11.9.09

A pandemia da gripe é amiga da igreja?


Andam por aí umas teorias da conspiração. Avisam os incautos (todos nós, à excepção dos visionários que destaparam o cobertor da teoria conspirativa) que esta gripe é uma maquinação dos interesses da indústria farmacêutica que tem medicamentos para a curar. E nós, que vamos sendo instruídos no maléfico poder que os capitalistas têm (ainda hoje aprendi com uma aluna, que escreveu numa tese de licenciatura que o grande capital se alimenta da pobreza), devemos desconfiar dos rebuçados que as empresas farmacêuticas apresentam como cura. Para uma doença que, garantem-nos, terá sido inventada só para que os medicamentos tivessem serventia.


(Isto faz-me lembrar outra deliciosa teoria conspirativa. Há quem assegure a pés juntos que os anti-vírus que instalamos nos computadores são da autoria de génios da informática que, por sua vez, são os inventores dos monstruosos vírus que se espalham pela rede, contaminando os computadores que estejam desprotegidos. A isto chamo o síndrome da pescadinha de rabo na boca: o inventor da cura é o mesmo que espalhou o mal. Só para a cura ser vendida a peso de ouro. Talvez seja ingénuo, mas não me convenço que a estupidez humana atinja tamanhas proporções.
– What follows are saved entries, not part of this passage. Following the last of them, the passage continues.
use procflow::dsl::builder::ProcessBuilder;
use procflow::dsl::{Activity, ActivityType, Edge};
use procflow::migration::MigrationError;
use procflow::runtime::engine::ProcessEngine;
use procflow::runtime::events::{LifecycleEvent, RecordingSink};
use std::collections::HashMap;
use std::sync::Arc;

fn simple_mi_process(sequential: bool, cardinality: u32) -> procflow::dsl::Process {
    ProcessBuilder::new("mi-proc")
        .start("start")
        .multi_instance("mi", sequential, cardinality, None, Activity::user_task("item"))
        .task("other")
        .task("after")
        .end("end")
        .connect("start", "mi")
        .connect("mi", "after")
        .connect("other", "end")
        .connect("after", "end")
        .build()
}

#[tokio::test]
async fn test_mi_root_move_cancels_all_iterations() {
    let sink = Arc::new(RecordingSink::new());
    let engine = ProcessEngine::new().with_sink(sink.clone());
    engine.register_process(simple_mi_process(false, 3)).expect("register failed");

    let instance = engine.start_process("mi-proc", HashMap::new()).await.expect("start failed");
    assert_eq!(engine.tasks(instance).await.unwrap().len(), 3);
    sink.take();

    engine
        .change_state(instance)
        .move_activity_to("mi", "other")
        .change_state()
        .await
        .expect("change state failed");

    let events = sink.take();
    let cancelled_items =
        events
            .iter()
            .filter(|e| {
                matches!(e, LifecycleEvent::ActivityCancelled { activity, .. } if activity == "item")
            })
            .count();
    assert_eq!(cancelled_items, 3, "every iteration cancelled");
    assert!(events.iter().any(
        |e| matches!(e, LifecycleEvent::ActivityCancelled { activity, .. } if activity == "mi")
    ));

    let snap = engine.snapshot(instance).await.unwrap();
    assert_eq!(snap.executions.len(), 2, "process scope plus exactly one execution");
    assert_eq!(snap.active_activities(), vec!["other".to_string()]);
    assert!(snap.executions.iter().all(|e| !e.is_mi_root), "no residual loop bookkeeping");
}

#[tokio::test]
async fn test_iteration_cannot_leave_its_boundary() {
    let engine = ProcessEngine::new();
    engine.register_process(simple_mi_process(false, 2)).expect("register failed");
    let instance = engine.start_process("mi-proc", HashMap::new()).await.expect("start failed");

    let err = engine
        .change_state(instance)
        .move_activity_to("item", "other")
        .change_state()
        .await
        .unwrap_err();

    assert!(matches!(err, MigrationError::Structural(_)));
    assert!(err.to_string().contains("cannot leave multi-instance 'mi'"), "{}", err);
    assert_eq!(engine.tasks(instance).await.unwrap().len(), 2, "loop untouched");
}

fn nested_body() -> Activity {
    Activity {
        id: "iterBody".to_string(),
        kind: ActivityType::SubProcess {
            activities: vec![
                Activity { id: "bs".to_string(), kind: ActivityType::Start },
                Activity::user_task("taskA"),
                Activity::user_task("taskB"),
                Activity { id: "be".to_string(), kind: ActivityType::End },
            ],
            edges: vec![
                Edge { source: "bs".to_string(), target: "taskA".to_string(), condition: None },
                Edge { source: "taskA".to_string(), target: "taskB".to_string(), condition: None },
                Edge { source: "taskB".to_string(), target: "be".to_string(), condition: None },
            ],
        },
    }
}

#[tokio::test]
async fn test_intra_boundary_move_preserves_loop_counters() {
    let engine = ProcessEngine::new();
    engine
        .register_process(
            ProcessBuilder::new("nested-mi")
                .start("start")
                .multi_instance("mi", false, 2, None, nested_body())
                .task("after")
                .end("end")
                .connect("start", "mi")
                .connect("mi", "after")
                .connect("after", "end")
                .build(),
        )
        .expect("register failed");

    let instance = engine.start_process("nested-mi", HashMap::new()).await.expect("start failed");
    let snap = engine.snapshot(instance).await.unwrap();
    assert_eq!(snap.active_activities(), vec!["taskA".to_string(), "taskA".to_string()]);

    // Both iterations jump ahead inside their own boundary; each keeps its
    // own iteration scope.
    engine
        .change_state(instance)
        .move_activity_to("taskA", "taskB")
        .change_state()
        .await
        .expect("change state failed");

    let snap = engine.snapshot(instance).await.unwrap();
    assert_eq!(snap.active_activities(), vec!["taskB".to_string(), "taskB".to_string()]);
    let iteration_scopes = snap
        .executions
        .iter()
        .filter(|e| e.is_scope && e.activity.as_deref() == Some("iterBody"))
        .count();
    assert_eq!(iteration_scopes, 2, "iterations were not collapsed");

    // The preserved counters let the loop complete exactly like an
    // unmigrated one: the last iteration's completion finishes the loop.
    engine.complete_activity(instance, "taskB").await.unwrap();
    assert!(
        !engine.snapshot(instance).await.unwrap().active_activities().contains(&"after".to_string())
    );
    engine.complete_activity(instance, "taskB").await.unwrap();
    let snap = engine.snapshot(instance).await.unwrap();
    assert_eq!(snap.active_activities(), vec!["after".to_string()]);
    assert!(snap.executions.iter().all(|e| !e.is_mi_root), "loop torn down after completion");
}

#[tokio::test]
async fn test_sequential_mi_migrated_iteration_completion() {
    let engine = ProcessEngine::new();
    engine.register_process(simple_mi_process(true, 2)).expect("register failed");
    let instance = engine.start_process("mi-proc", HashMap::new()).await.expect("start failed");

    // Move the live iteration onto itself's successor path is not
    // possible in a single-activity body, so complete the loop normally
    // after a no-op intra-boundary move of the iteration execution.
    let tasks = engine.tasks(instance).await.unwrap();
    assert_eq!(tasks.len(), 1);
    engine
        .change_state(instance)
        .move_execution_to(tasks[0].execution_id, "item")
        .change_state()
        .await
        .expect("change state failed");

    // First iteration completes, the second spawns with intact counters.
    engine.complete_activity(instance, "item").await.unwrap();
    assert_eq!(engine.tasks(instance).await.unwrap().len(), 1);

    engine.complete_activity(instance, "item").await.unwrap();
    let snap = engine.snapshot(instance).await.unwrap();
    assert_eq!(snap.active_activities(), vec!["after".to_string()]);
}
Nem no pior capitalismo suicidário.)


A gripe que anda por aí ameaça, agora que o Outono está para chegar. Um responsável do governo previu que mais de dez por cento da população vai ser infectada. A massa cinzenta arregimenta-se à volta de planos de contingência. A prevenção é, mais do que nunca, a prioridade. As pessoas devem ser informadas, alarmadas se preciso for, para comportamentos que reduzam as possibilidades de contágio. Mil e uma ideias têm proliferado. Por exemplo, a hierarquia eclesiástica aconselhou os frequentadores de missas a evitarem a saudação eucarística que envolvia contacto físico, torcendo um hábito sedimentado. Há reportagens nas televisões sobre hábitos de higiene que evitam o contágio da doença. Lá para os países nórdicos, desaconselha-se o cumprimento entre as pessoas sempre que trocarem um aperto de mão ou se oscularem no rosto.


A gripe, que já era má por ter conquistado o lugar de pandemia, ainda por cima exige a alteração dos hábitos sociais. Não que isso seja mau – estar parado no tempo é que é mau (menos para os conservadores). Se já muitos denunciam a frieza nas relações humanas com o distanciamento que se cultiva entre as pessoas, agora o fenómeno vai crescer de intensidade. É que se estamos habituados a saudar as pessoas com um aperto de mão ou com dois beijos (ou apenas um, na versão chique e social-democrata), a troca de afectos vai ser desaconselhada mercê da hedionda gripe. Quando a pandemia já só for uma nota de rodapé, se calhar não vamos readquirir os velhos hábitos. Já só cumprimentaremos os outros com um aceno de mão, ou com o vago uso de fórmulas verbais – o que hoje reservamos a quem não conhecemos de lado nenhum. No rescaldo da gripe, estaremos todos mais frios uns com os outros, menos humanos.


Desconfio que a igreja tem esfregado as mãos de contentamento. Se as pessoas ficarem assustadas com este alarmismo, vão rever outros hábitos tão censurados pela igreja católica. Por exemplo, o sexo com estranhos (as deploráveis – pela igreja – "relações esporádicas ou fortuitas"). Quem se arrisca à troca de fluidos com um desconhecido? Já havia a SIDA a pairar como cutelo na (regresso ao jargão católico) "promiscuidade". Os preservativos (por acaso freneticamente combatidos pela mesma entidade) resolviam os riscos de contágio dessa terrível doença. Com a gripe pandémica, o potencial de contágio por causa da dita "promiscuidade" intensifica-se. Sobretudo se os mortais entregues ao prazer carnal forem adeptos de certas "depravações" (e retomo a linguagem católica).


Se eu fosse um cultor de teorias da conspiração, diria que foram agentes infiltrados da igreja que desenvolveram em laboratório o vírus da gripe A e depois o espalharam metodicamente pelo mundo fora. Se os padres já se dispõem a alterar um hábito consagrado nas missas (o abraço, o cumprimento, ou o beijinho "na paz de Cristo"), dir-se-ia tratar-se de uma táctica só para amedrontar crentes e não crentes (sobretudo aqueles). E assegurar que a libertinagem sexual nunca foi tão desaconselhada. Saibam as hormonas responder ao repto da "razão", pois.


E assim a igreja esposou a gripe A, sua aliada da retrógrada moral sexual que insiste em difundir. Haja uma fervilhante criatividade a fermentar as teorias da conspiração, e tudo se torna possível e provável.